UBS and the Magic Umbrella
UBS & The Magic Umbrella
UBS & The Magic Umbrella
With nothing in my diary of late I decided to attend the trial of Kweku Adoboli the “rogue trader” of UBS. It has been alleged that he and he alone was responsible for up to an eye popping $2.5 Billion in trading losses. Kweku is Twi (Ghanaian) for Wednesday born, and the name is associated with a hard-nosed type of boy, but looking at Kweku he seems an affable type of young man. Sitting in the courtroom surrounded by his legal team he seemed like somebody glad that the show has began. Other than his legal team only his sister and another fellow were there to provide moral support. With a platoon of News reporters in attendance, I was informed that last Friday there were 80 but today only around 15. Given the scale of what has happened it seemed like he has been hung out to dry. As events began unfolding the obvious question was "Why was he the only one in the Dock?". He is a man who had rose steadily up the ranks with a starting salary around £30,000 with a £10,000 bonus, then the next year £33,000 with bonus up to £15,000 then two years later a £110,000 salary and £250,000 bonus made of shares. The bonuses were paid out annually around February covering the previous year. The prosecution made much of his profligate spending. At the time of his arrest his scattered accounts were overdrawn. For a young man earning £6000.00 per month net it’s not the first sort of profile customer you’d expect for Payday or Wonga loans yet that’s what he applied for. He had his fingers rapped over having an IG spread betting account, trading a number of shares, Daimler and Tullow Oil for example. Yet his trading was not too great since in the year 2011 he had lost £123,000. That's £13,000 more than his £110,000 salary. It means that until he received some of his bonus he was skint. Considering that spread betting is the amateur version of his own profession of trading that alone should raise alarm bells. Later UBS banned it’s traders from having a spread betting account yet he still went ahead and opened a City Index account. His trading improved and he managed to generate £18,000 profit. I would hazard a guess and say that most traders have spread betting accounts. It’s the 21st century version of “Front running” and most possibly an unofficial “perk” of the business.

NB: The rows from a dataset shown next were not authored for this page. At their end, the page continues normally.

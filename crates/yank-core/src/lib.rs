pub mod config;
pub mod logging;

pub mod catalog;
pub mod fetch;
pub mod guard;
pub mod identity;
pub mod notify;
pub mod orchestrator;
pub mod pipeline;
pub mod process;
pub mod scan;
pub mod target;
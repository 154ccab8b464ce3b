//! Discrete-event simulation of a tandem queueing network: a fast server
//! group with a dwell-time cap, backed by an uncapped overflow group.

pub mod error;
pub mod helpers;
pub mod queues;
pub mod distribution;
pub mod config;
pub mod report;
pub mod sweep;

pub use crate::error::{Result, SimError};
pub use crate::queues::event::{Event, EventKind, EventQueue};
pub use crate::queues::job::{Job, JobClass, JobState};
pub use crate::queues::server::Server;
pub use crate::queues::server_group::{Dispatch, ServerGroup};
pub use crate::queues::tandem_network::{simulate, OverflowPolicy, RunOutcome, SimulationConfig, StopCondition, TandemNetwork};
pub use crate::queues::{Arrival, ArrivalSource, GroupId, JobId};
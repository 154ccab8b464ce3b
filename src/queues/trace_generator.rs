use std::collections::VecDeque;

use tracing::warn;

use crate::error::Result;
use crate::queues::{Arrival, ArrivalSource, GroupId};

/// Replays a recorded workload: inter-arrival gaps plus per-job service time and group.
pub struct TraceGenerator {
    requests: VecDeque<Arrival>,
}

impl TraceGenerator {
    pub fn new(interarrivals: &[f64], services: &[(f64, GroupId)]) -> Self {
        if interarrivals.len() != services.len() {
            warn!(interarrivals = interarrivals.len(), services = services.len(),
                  "trace lengths differ, extra lines ignored");
        }

        let mut t = 0.;
        let requests = interarrivals.iter().zip(services)
            .map(|(&gap, &(service_time, group))| {
                t += gap;
                Arrival::new(t, service_time, group)
            })
            .collect();
        TraceGenerator { requests }
    }

    pub fn len(&self) -> usize {
        self.requests.len()
    }

    pub fn is_empty(&self) -> bool {
        self.requests.is_empty()
    }
}

impl ArrivalSource for TraceGenerator {
    fn next_arrival(&mut self) -> Result<Option<Arrival>> {
        Ok(self.requests.pop_front())
    }
}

The term; “Let him who is without sin cast the first stone” Comes to mind. During the lunchtime interval I was introduced to Kweku in making some small talk as he glanced at the book I was holding in my hand I asked him: “ Have you ever read this book?” – Reminiscences of a Stock Operator by Edwin Lefevere “That book is real old school, I started to read it but found it a bit dry.” Then on reflecting he added; “Maybe if I had of read all of it I might not be here.” The prosecution barrister after having gone through Mr Adoboli’s personal finances kept on droning on in a flat tone, sending both me and one of the Jurors to sleep. Just when I thought it was a mistake to be here in the courtroom and was fidgeting in my seat along with the five other only members of the Public the prosecution called in a Mr Evans, the independent Expert. Mr Evans, apparently held a number of senior management positions in J.P Morgan so the jury was lead to believe that he certainly knew his onions regarding trading. He was no longer with JP Morgan now. The barrister for the Defence established from Mr Evans that he had only spent 3 years on the actual trading floor between 1998 and 2001, during the boom times of the dot.com era of trading! Using the car sales man analogy he tried to explain to the Jury what traders do. Starting with selling or buying one car, but rapidly expanding to selling millions of cars until the Barrister had to pull him back down to the notion of selling or buying one car. To be fair he done an okay job, but when terms like selling 1,500 put options were mentioned in emails sent to and fro between the trading desk, he did not do a good job in explaining what sort of size 1500 put options are and how that would affect the market. 1500 options = 15,000 euros per tick minimum movement x 100,000 euros per options contract value…………do the maths 100,000 euros x 1500. This was the banks exposure to the market on one occasion.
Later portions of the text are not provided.